С этой точки зрения и часто определяемые в качестве извращенных потребностей тяга к алкоголю и наркотикам не есть собственно потребности, их можно назвать псевдопотребностями. Они не относятся ни к органическим (отсутствуют у животных), ни к социальным, ни к духовным потребностям. Они возникают как следствие неудовлетворенности других потребностей — и социальных (отчуждение, непонимание, отвержение), и духовных (потеря смысла жизни, кризис веры, неразделенная любовь).
Они же выступают и как средства (или их заменители) удовлетворения других потребностей. Так, подросток начинает курить не потому, что испытывает потребность в никотине, а потому, что испытывает потребность в общении и признании со стороны группы: там все курят, это признак взрослости.

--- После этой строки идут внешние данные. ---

/*
 * SPDX-FileCopyrightText: 2025 Wavelens UG <info@wavelens.io>
 *
 * SPDX-License-Identifier: AGPL-3.0-only
 */

use sea_orm_migration::prelude::*;

#[derive(DeriveMigrationName)]
pub struct Migration;

#[async_trait::async_trait]
impl MigrationTrait for Migration {
    async fn up(&self, manager: &SchemaManager) -> Result<(), DbErr> {
        manager
            .create_table(
                Table::create()
                    .table(PointsTransaction::Table)
                    .if_not_exists()
                    .col(
                        ColumnDef::new(PointsTransaction::Id)
                            .uuid()
                            .not_null()
                            .primary_key(),
                    )
                    .col(ColumnDef::new(PointsTransaction::User).uuid().not_null())
                    .col(
                        ColumnDef::new(PointsTransaction::Kind)
                            .small_integer()
                            .not_null(),
                    )
                    .col(
                        ColumnDef::new(PointsTransaction::Amount)
                            .big_integer()
                            .not_null(),
                    )
                    .col(
                        ColumnDef::new(PointsTransaction::Description)
                            .string()
                            .not_null(),
                    )
                    .col(
                        ColumnDef::new(PointsTransaction::ReferenceType)
                            .small_integer()
                            .not_null(),
                    )
                    .col(
                        ColumnDef::new(PointsTransaction::ReferenceId)
                            .string()
                            .null(),
                    )
                    .col(
                        ColumnDef::new(PointsTransaction::CreatedAt)
                            .timestamp()
                            .not_null(),
                    )
                    .check(Expr::col(PointsTransaction::Amount).gt(0))
                    .foreign_key(
                        ForeignKey::create()
                            .name("fk-points_transaction-user")
                            .from(PointsTransaction::Table, PointsTransaction::User)
                            .to(User::Table, User::Id)
                            .on_delete(ForeignKeyAction::Cascade)
                            .on_update(ForeignKeyAction::Cascade),
                    )
                    .to_owned(),
            )
            .await?;

        manager
            .create_index(
                Index::create()
                    .if_not_exists()
                    .name("idx-points_transaction-user-created_at")
                    .table(PointsTransaction::Table)
                    .col(PointsTransaction::User)
                    .col(PointsTransaction::CreatedAt)
                    .to_owned(),
            )
            .await
    }

    async fn down(&self, manager: &SchemaManager) -> Result<(), DbErr> {
        manager
            .drop_table(Table::drop().table(PointsTransaction::Table).to_owned())
            .await
    }
}

#[derive(DeriveIden)]
enum PointsTransaction {
    Table,
    Id,
    User,
    Kind,
    Amount,
    Description,
    ReferenceType,
    ReferenceId,
    CreatedAt,
}

#[derive(DeriveIden)]
enum User {
    Table,
    Id,
}
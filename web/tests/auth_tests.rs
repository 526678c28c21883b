/*
 * SPDX-FileCopyrightText: 2025 Wavelens UG <info@wavelens.io>
 *
 * SPDX-License-Identifier: AGPL-3.0-only
 */

mod common;

use axum::http::{HeaderValue, StatusCode, header};
use common::*;
use entity::{user, user_points};
use sea_orm::{DatabaseBackend, MockDatabase};
use serde_json::{Value, json};
use uuid::Uuid;
use web::authorization::{decode_jwt, encode_jwt};

#[test]
fn test_jwt_round_trip() {
    let state = create_mock_state(empty_db());
    let id = Uuid::new_v4();

    let token = encode_jwt(&state, id).unwrap();
    let decoded = decode_jwt(&state, &token).unwrap();

    assert_eq!(decoded.claims.id, id);
    assert_eq!(
        decoded.claims.exp - decoded.claims.iat,
        168 * 60 * 60,
        "default expiry is one week"
    );
}

#[test]
fn test_jwt_rejects_foreign_secret() {
    let state = create_mock_state(empty_db());
    let other = create_mock_state(empty_db());
    std::fs::write(&other.cli.jwt_secret_file, "another-secret").unwrap();

    let token = encode_jwt(&other, Uuid::new_v4()).unwrap();
    assert!(decode_jwt(&state, &token).is_err());
}

#[test]
fn test_jwt_requires_secret() {
    let state = create_mock_state(empty_db());
    let token = encode_jwt(&state, Uuid::new_v4()).unwrap();

    std::fs::write(&state.cli.jwt_secret_file, "").unwrap();

    assert!(encode_jwt(&state, Uuid::new_v4()).is_err());
    assert!(decode_jwt(&state, &token).is_err());
}

#[tokio::test]
async fn test_register_disabled() {
    let state = create_mock_state_with(
        empty_db(),
        create_mock_cli(&["--disable-registration"]),
        Vec::new(),
    );
    let server = test_server(state);

    let response = server
        .post("/api/auth/register")
        .json(&json!({"email": "jamie@example.com", "password": "led-strips-4-all"}))
        .await;

    assert_eq!(response.status_code(), StatusCode::FORBIDDEN);
    let body: Value = response.json();
    assert_eq!(body["error"], true);
    assert_eq!(body["message"], "Registration is disabled");
}

#[tokio::test]
async fn test_register_validation_details() {
    let server = test_server(create_mock_state(empty_db()));

    let response = server
        .post("/api/auth/register")
        .json(&json!({"email": "not-an-email", "password": "short"}))
        .await;

    assert_eq!(response.status_code(), StatusCode::BAD_REQUEST);
    let body: Value = response.json();
    assert_eq!(body["message"], "Invalid input");

    let fields: Vec<&str> = body["details"]
        .as_array()
        .unwrap()
        .iter()
        .map(|d| d["field"].as_str().unwrap())
        .collect();
    assert_eq!(fields, vec!["email", "password"]);
}

#[tokio::test]
async fn test_register_returns_user_and_token() {
    let mut created = user_row(false);
    created.email = "new@example.com".to_string();

    let db = MockDatabase::new(DatabaseBackend::Postgres)
        .append_query_results([Vec::<user::Model>::new()])
        .append_query_results([vec![created.clone()]])
        .append_query_results([Vec::<user_points::Model>::new()])
        .append_query_results([vec![points_row(created.id, 0, 0)]])
        .into_connection();
    let state = create_mock_state(db);
    let server = test_server(state.clone());

    let response = server
        .post("/api/auth/register")
        .json(&json!({"email": "New@Example.com", "password": "led-strips-4-all"}))
        .await;

    assert_eq!(response.status_code(), StatusCode::CREATED);
    let body: Value = response.json();
    assert_eq!(body["error"], false);
    assert_eq!(body["message"]["user"]["email"], "new@example.com");
    assert!(body["message"]["user"].get("password").is_none());

    let token = body["message"]["token"].as_str().unwrap();
    assert_eq!(decode_jwt(&state, token).unwrap().claims.id, created.id);
}

#[tokio::test]
async fn test_login_unknown_email() {
    let db = MockDatabase::new(DatabaseBackend::Postgres)
        .append_query_results([Vec::<user::Model>::new()])
        .into_connection();
    let server = test_server(create_mock_state(db));

    let response = server
        .post("/api/auth/login")
        .json(&json!({"email": "nobody@example.com", "password": "whatever"}))
        .await;

    assert_eq!(response.status_code(), StatusCode::UNAUTHORIZED);
    let body: Value = response.json();
    assert_eq!(body["message"], "Invalid email or password");
}

#[tokio::test]
async fn test_missing_authorization_header() {
    let server = test_server(create_mock_state(empty_db()));

    let response = server.get("/api/user").await;

    assert_eq!(response.status_code(), StatusCode::UNAUTHORIZED);
    let body: Value = response.json();
    assert_eq!(body["error"], true);
    assert_eq!(body["message"], "Authorization header not found");
}

#[tokio::test]
async fn test_malformed_authorization_header() {
    let server = test_server(create_mock_state(empty_db()));

    let response = server
        .get("/api/points")
        .add_header(header::AUTHORIZATION, HeaderValue::from_static("Token abc"))
        .await;
    assert_eq!(response.status_code(), StatusCode::UNAUTHORIZED);

    let response = server
        .get("/api/points")
        .authorization_bearer("not.a.jwt")
        .await;
    assert_eq!(response.status_code(), StatusCode::UNAUTHORIZED);
    let body: Value = response.json();
    assert_eq!(body["message"], "Invalid or expired token");
}

#[tokio::test]
async fn test_deleted_user_is_unauthorized() {
    let db = MockDatabase::new(DatabaseBackend::Postgres)
        .append_query_results([Vec::<user::Model>::new()])
        .into_connection();
    let state = create_mock_state(db);
    let token = token_for(&state, Uuid::new_v4());
    let server = test_server(state);

    let response = server.get("/api/user").authorization_bearer(token).await;

    assert_eq!(response.status_code(), StatusCode::UNAUTHORIZED);
    let body: Value = response.json();
    assert_eq!(body["message"], "User not found");
}
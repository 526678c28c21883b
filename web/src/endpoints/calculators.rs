/*
 * SPDX-FileCopyrightText: 2025 Wavelens UG <info@wavelens.io>
 *
 * SPDX-License-Identifier: AGPL-3.0-only
 */

use crate::error::WebResult;
use crate::extract::JsonBody;
use axum::Json;
use serde::{Deserialize, Serialize};
use shop_core::consts::DEFAULT_CUTTING_FEE;
use shop_core::profile::{
    CutLength, ProfileRequirements, calculate_profile_requirements, format_length,
};
use shop_core::types::BaseResponse;

#[derive(Deserialize, Debug)]
pub struct ProfileRequest {
    #[serde(default)]
    pub required_length: f64,
    #[serde(default)]
    pub cut_lengths: Vec<CutLength>,
    pub price_per_meter: f64,
    pub cutting_fee: Option<f64>,
}

#[derive(Serialize, Debug)]
pub struct ProfileResponse {
    #[serde(flatten)]
    pub requirements: ProfileRequirements,
    pub total_length_label: String,
    pub offcut_labels: Vec<String>,
}

pub async fn post_profile(
    JsonBody(body): JsonBody<ProfileRequest>,
) -> WebResult<Json<BaseResponse<ProfileResponse>>> {
    let requirements = calculate_profile_requirements(
        body.required_length,
        &body.cut_lengths,
        body.price_per_meter,
        body.cutting_fee.unwrap_or(DEFAULT_CUTTING_FEE),
    )?;

    let res = BaseResponse {
        error: false,
        message: ProfileResponse {
            total_length_label: format_length(requirements.total_length),
            offcut_labels: requirements
                .offcuts
                .iter()
                .map(|o| format_length(*o))
                .collect(),
            requirements,
        },
    };

    Ok(Json(res))
}
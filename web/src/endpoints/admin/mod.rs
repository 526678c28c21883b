/*
 * SPDX-FileCopyrightText: 2025 Wavelens UG <info@wavelens.io>
 *
 * SPDX-License-Identifier: AGPL-3.0-only
 */

pub mod categories;
pub mod orders;
pub mod points_shop;
pub mod products;
pub mod users;
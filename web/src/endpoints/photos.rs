/*
 * SPDX-FileCopyrightText: 2025 Wavelens UG <info@wavelens.io>
 *
 * SPDX-License-Identifier: AGPL-3.0-only
 */

use super::upload::read_photo_form;
use crate::error::{WebError, WebResult};
use axum::extract::{Multipart, State};
use axum::http::StatusCode;
use axum::{Extension, Json};
use serde::Serialize;
use shop_core::consts::{PHOTO_FOLDER, PHOTO_UPLOAD_POINTS};
use shop_core::photos::{record_photo, user_photos};
use shop_core::types::*;
use std::sync::Arc;
use tracing::warn;

#[derive(Serialize, Debug)]
pub struct PhotoUploadResponse {
    pub photo: MPhoto,
    pub points_awarded: i64,
    pub points: PointsSummary,
}

pub async fn post_upload(
    state: State<Arc<ServerState>>,
    Extension(user): Extension<MUser>,
    multipart: Multipart,
) -> WebResult<(StatusCode, Json<BaseResponse<PhotoUploadResponse>>)> {
    let form = read_photo_form(multipart, state.cli.max_upload_size).await?;

    let photo = form
        .photo
        .ok_or_else(|| WebError::BadRequest("No photo uploaded".to_string()))?;

    let stored = state
        .storage
        .save(PHOTO_FOLDER, &photo.file_name, &photo.bytes)
        .await?;
    let key = stored.key.clone();

    let (photo, points) = match record_photo(&state.db, user.id, stored, form.description).await
    {
        Ok(recorded) => recorded,
        Err(e) => {
            if let Err(cleanup) = state.storage.delete(&key).await {
                warn!(error = %cleanup, key = %key, "Failed to remove orphaned upload");
            }
            return Err(e.into());
        }
    };

    let res = BaseResponse {
        error: false,
        message: PhotoUploadResponse {
            photo,
            points_awarded: PHOTO_UPLOAD_POINTS,
            points,
        },
    };

    Ok((StatusCode::CREATED, Json(res)))
}

pub async fn get_photos(
    state: State<Arc<ServerState>>,
    Extension(user): Extension<MUser>,
) -> WebResult<Json<BaseResponse<Vec<MPhoto>>>> {
    let res = BaseResponse {
        error: false,
        message: user_photos(&state.db, user.id).await?,
    };

    Ok(Json(res))
}
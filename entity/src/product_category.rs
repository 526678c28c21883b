/*
 * SPDX-FileCopyrightText: 2025 Wavelens UG <info@wavelens.io>
 *
 * SPDX-License-Identifier: AGPL-3.0-only
 */

use chrono::NaiveDateTime;
use sea_orm::entity::prelude::*;
use serde::{Deserialize, Serialize};
use uuid::Uuid;

/// Many-to-many link between a catalog item (by its external id) and a
/// local category.
#[derive(Clone, Debug, PartialEq, DeriveEntityModel, Deserialize, Serialize)]
#[sea_orm(table_name = "product_category")]
pub struct Model {
    #[sea_orm(primary_key)]
    pub id: Uuid,
    #[sea_orm(indexed)]
    pub product_id: String,
    pub category: Uuid,
    pub is_primary: bool,
    pub created_at: NaiveDateTime,
}

#[derive(Copy, Clone, Debug, EnumIter, DeriveRelation)]
pub enum Relation {
    #[sea_orm(
        belongs_to = "super::category::Entity",
        from = "Column::Category",
        to = "super::category::Column::Id"
    )]
    Category,
}

impl Related<super::category::Entity> for Entity {
    fn to() -> RelationDef {
        Relation::Category.def()
    }
}

impl ActiveModelBehavior for ActiveModel {}
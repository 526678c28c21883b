/*
 * SPDX-FileCopyrightText: 2025 Wavelens UG <info@wavelens.io>
 *
 * SPDX-License-Identifier: AGPL-3.0-only
 */

mod common;

use axum::http::StatusCode;
use catalog::{CatalogObject, CategoryData};
use common::*;
use entity::{category, user_points};
use sea_orm::{DatabaseBackend, MockDatabase};
use serde_json::{Value, json};

#[tokio::test]
async fn test_health() {
    let server = test_server(create_mock_state(empty_db()));

    let response = server.get("/api/health").await;

    response.assert_status_ok();
    let body: Value = response.json();
    assert_eq!(body, json!({"error": false, "message": "200 ALIVE"}));
}

#[tokio::test]
async fn test_root_service_info() {
    let server = test_server(create_mock_state(empty_db()));

    let body: Value = server.get("/").await.json();

    assert_eq!(body["error"], false);
    assert_eq!(body["message"]["name"], "EFX LED Shop");
    assert_eq!(body["message"]["health"], "/api/health");
}

#[tokio::test]
async fn test_unknown_route_uses_envelope() {
    let server = test_server(create_mock_state(empty_db()));

    let response = server.get("/api/does-not-exist").await;

    assert_eq!(response.status_code(), StatusCode::NOT_FOUND);
    let body: Value = response.json();
    assert_eq!(body, json!({"error": true, "message": "Not Found"}));
}

#[tokio::test]
async fn test_admin_route_requires_admin() {
    let customer = user_row(false);
    let db = MockDatabase::new(DatabaseBackend::Postgres)
        .append_query_results([vec![customer.clone()]])
        .into_connection();
    let state = create_mock_state(db);
    let token = token_for(&state, customer.id);
    let server = test_server(state);

    let response = server
        .get("/api/admin/users")
        .authorization_bearer(token)
        .await;

    assert_eq!(response.status_code(), StatusCode::FORBIDDEN);
    let body: Value = response.json();
    assert_eq!(body["message"], "Admin access required");
}

#[tokio::test]
async fn test_admin_reads_category() {
    let admin = user_row(true);
    let lighting = category_row("Strip Lights");

    let db = MockDatabase::new(DatabaseBackend::Postgres)
        .append_query_results([vec![admin.clone()]])
        .append_query_results([vec![lighting.clone()]])
        .into_connection();
    let state = create_mock_state(db);
    let token = token_for(&state, admin.id);
    let server = test_server(state);

    let response = server
        .get(&format!("/api/admin/categories/{}", lighting.id))
        .authorization_bearer(token)
        .await;

    response.assert_status_ok();
    let body: Value = response.json();
    assert_eq!(body["message"]["display_name"], "Strip Lights");
}

#[tokio::test]
async fn test_diagnostic_is_not_public() {
    let server = test_server(create_mock_state(empty_db()));

    let response = server.get("/api/square/categories/diagnostic").await;

    assert_eq!(response.status_code(), StatusCode::UNAUTHORIZED);
}

#[tokio::test]
async fn test_storefront_categories_fall_back_to_catalog() {
    let db = MockDatabase::new(DatabaseBackend::Postgres)
        .append_query_results([Vec::<category::Model>::new()])
        .into_connection();
    let catalog = vec![CatalogObject {
        kind: "CATEGORY".to_string(),
        id: "CAT1".to_string(),
        category_data: Some(CategoryData {
            name: Some("Neon".to_string()),
        }),
        ..Default::default()
    }];
    let server = test_server(create_mock_state_with(db, create_mock_cli(&[]), catalog));

    let body: Value = server.get("/api/square/categories").await.json();

    assert_eq!(body["message"], json!([{"id": "CAT1", "name": "Neon"}]));
}

#[tokio::test]
async fn test_unknown_product_is_not_found() {
    let server = test_server(create_mock_state(empty_db()));

    let response = server.get("/api/square/products/MISSING").await;

    assert_eq!(response.status_code(), StatusCode::NOT_FOUND);
    let body: Value = response.json();
    assert_eq!(body["message"], "Product not found");
}

#[tokio::test]
async fn test_driver_recommendation_validation() {
    let server = test_server(create_mock_state(empty_db()));

    let response = server
        .post("/api/drivers/recommend")
        .json(&json!({"total_watts": 0, "voltage": "48V", "safety_margin": 3}))
        .await;

    assert_eq!(response.status_code(), StatusCode::BAD_REQUEST);
    let body: Value = response.json();
    let fields: Vec<&str> = body["details"]
        .as_array()
        .unwrap()
        .iter()
        .map(|d| d["field"].as_str().unwrap())
        .collect();
    assert_eq!(fields, vec!["total_watts", "voltage", "safety_margin"]);
}

#[tokio::test]
async fn test_driver_recommendation_from_catalog() {
    let catalog = vec![
        catalog_item("D60", "LED Driver 60W"),
        catalog_item("D150", "LED Driver 150W"),
        catalog_item("S1", "Neon Strip 5m"),
    ];
    let server = test_server(create_mock_state_with(
        empty_db(),
        create_mock_cli(&[]),
        catalog,
    ));

    let response = server
        .post("/api/drivers/recommend")
        .json(&json!({"total_watts": 100, "voltage": "24v"}))
        .await;

    response.assert_status_ok();
    let body: Value = response.json();
    assert_eq!(body["message"]["recommendation"]["catalog_object_id"], "D150");
    assert_eq!(body["message"]["recommendation"]["wattage"], 150);
}

#[tokio::test]
async fn test_no_driver_in_catalog() {
    let server = test_server(create_mock_state_with(
        empty_db(),
        create_mock_cli(&[]),
        vec![catalog_item("S1", "Neon Strip 5m")],
    ));

    let response = server
        .post("/api/drivers/recommend")
        .json(&json!({"total_watts": 40, "voltage": "12V"}))
        .await;

    assert_eq!(response.status_code(), StatusCode::NOT_FOUND);
    let body: Value = response.json();
    assert_eq!(body["message"], "No suitable driver found");
}

#[tokio::test]
async fn test_power_calculation() {
    let server = test_server(create_mock_state(empty_db()));

    let response = server
        .post("/api/drivers/calculate")
        .json(&json!({
            "strips": [{"length": 2.5, "quantity": 2}],
            "led_type": "14.4W/m COB"
        }))
        .await;

    response.assert_status_ok();
    let body: Value = response.json();
    assert_eq!(body["message"]["watts_per_meter"], 14.4);
    assert_eq!(body["message"]["total_length"], 5.0);
}

#[tokio::test]
async fn test_profile_calculator() {
    let server = test_server(create_mock_state(empty_db()));

    let response = server
        .post("/api/calculators/profile")
        .json(&json!({"required_length": 2.5, "price_per_meter": 10.0}))
        .await;

    response.assert_status_ok();
    let body: Value = response.json();
    assert_eq!(body["message"]["base_meters"], 3);
    assert_eq!(body["message"]["cuts"], 1);
    assert_eq!(body["message"]["total_cost"], 35.5);
    assert_eq!(body["message"]["offcut_labels"], json!(["50cm"]));
    assert_eq!(body["message"]["total_length_label"], "2.5m");
}

#[tokio::test]
async fn test_profile_calculator_counts_cut_quantities() {
    let server = test_server(create_mock_state(empty_db()));

    let response = server
        .post("/api/calculators/profile")
        .json(&json!({
            "cut_lengths": [
                {"length": 0.75, "quantity": 4},
                {"length": 0.5, "quantity": 3}
            ],
            "price_per_meter": 10.0
        }))
        .await;

    response.assert_status_ok();
    let body: Value = response.json();
    assert_eq!(body["message"]["total_length"], 4.5);
    assert_eq!(body["message"]["base_meters"], 5);
    assert_eq!(body["message"]["cuts"], 7);
    assert_eq!(body["message"]["total_cost"], 88.5);
    assert_eq!(body["message"]["offcut_labels"], json!(["50cm"]));
}

#[tokio::test]
async fn test_profile_calculator_rejects_huge_length() {
    let server = test_server(create_mock_state(empty_db()));

    let response = server
        .post("/api/calculators/profile")
        .json(&json!({"required_length": 5.0e9, "price_per_meter": 10.0}))
        .await;

    assert_eq!(response.status_code(), StatusCode::BAD_REQUEST);
    let body: Value = response.json();
    assert_eq!(body["message"], "total length must not exceed 10000m");
}

#[tokio::test]
async fn test_profile_calculator_rejects_bad_length() {
    let server = test_server(create_mock_state(empty_db()));

    let response = server
        .post("/api/calculators/profile")
        .json(&json!({"required_length": -1, "price_per_meter": 10.0}))
        .await;

    assert_eq!(response.status_code(), StatusCode::BAD_REQUEST);
    let body: Value = response.json();
    assert_eq!(body["message"], "length must be a positive number");
}

#[tokio::test]
async fn test_invalid_json_uses_envelope() {
    let customer = user_row(false);
    let db = MockDatabase::new(DatabaseBackend::Postgres)
        .append_query_results([vec![customer.clone()]])
        .into_connection();
    let state = create_mock_state(db);
    let token = token_for(&state, customer.id);
    let server = test_server(state);

    let response = server
        .post("/api/points-shop/redeem")
        .authorization_bearer(token)
        .json(&json!({"item_id": "not-a-uuid"}))
        .await;

    assert_eq!(response.status_code(), StatusCode::BAD_REQUEST);
    let body: Value = response.json();
    assert_eq!(body["error"], true);
    assert!(body["message"].as_str().unwrap().starts_with("Invalid JSON"));
}

#[tokio::test]
async fn test_public_leaderboard_needs_no_token() {
    let db = MockDatabase::new(DatabaseBackend::Postgres)
        .append_query_results([Vec::<user_points::Model>::new()])
        .into_connection();
    let server = test_server(create_mock_state(db));

    let response = server.get("/api/leaderboard?limit=5").await;

    response.assert_status_ok();
    let body: Value = response.json();
    assert_eq!(body["message"], json!([]));
}
/*
 * SPDX-FileCopyrightText: 2025 Wavelens UG <info@wavelens.io>
 *
 * SPDX-License-Identifier: AGPL-3.0-only
 */

use sea_orm_migration::prelude::*;

#[derive(DeriveMigrationName)]
pub struct Migration;

#[async_trait::async_trait]
impl MigrationTrait for Migration {
    async fn up(&self, manager: &SchemaManager) -> Result<(), DbErr> {
        manager
            .create_table(
                Table::create()
                    .table(User::Table)
                    .if_not_exists()
                    .col(ColumnDef::new(User::Id).uuid().not_null().primary_key())
                    .col(
                        ColumnDef::new(User::Email)
                            .string()
                            .not_null()
                            .unique_key(),
                    )
                    .col(ColumnDef::new(User::Password).string().not_null())
                    .col(ColumnDef::new(User::Name).string().null())
                    .col(ColumnDef::new(User::CompanyName).string().null())
                    .col(ColumnDef::new(User::Phone).string().null())
                    .col(
                        ColumnDef::new(User::IsAdmin)
                            .boolean()
                            .not_null()
                            .default(false),
                    )
                    .col(
                        ColumnDef::new(User::CanViewPrices)
                            .boolean()
                            .not_null()
                            .default(false),
                    )
                    .col(
                        ColumnDef::new(User::CanOrderProducts)
                            .boolean()
                            .not_null()
                            .default(false),
                    )
                    .col(ColumnDef::new(User::CreatedAt).timestamp().not_null())
                    .col(ColumnDef::new(User::UpdatedAt).timestamp().not_null())
                    .to_owned(),
            )
            .await
    }

    async fn down(&self, manager: &SchemaManager) -> Result<(), DbErr> {
        manager
            .drop_table(Table::drop().table(User::Table).to_owned())
            .await
    }
}

#[derive(DeriveIden)]
enum User {
    Table,
    Id,
    Email,
    Password,
    Name,
    CompanyName,
    Phone,
    IsAdmin,
    CanViewPrices,
    CanOrderProducts,
    CreatedAt,
    UpdatedAt,
}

Многие люди пьют не потому, что испытывают потребность в алкоголе, а соблюдая традиции или потому, что это (на их взгляд) облегчает общение. Конечно, возможны случаи, когда тяга к алкоголю и наркотикам действительно начинает детерминировать поведение: псевдопотребности становятся органическими. Но тогда меняется и природа явления, развивается болезнь, патология, требующая применения мер не криминологического, а медицинского характера.
Всякий поведенческий акт обычно направлен на лучшее приспособление к среде, и преступление не составляет исключения. Но, с точки зрения общества, преступление обладает неадекватной адаптивной функцией. С позиции же субъекта оно выглядит как достигающее определенных необходимых целей — разрешить конфликтную ситуацию, улучшить материальное положение и т.д.
В такой неадекватности отражения социальной среды специфическим образом проявляются причины и условия преступного поведения.
Изучение механизма преступного поведения не подменяет и не снимает проблему изучения его причин, а предполагает необходимость такого изучения.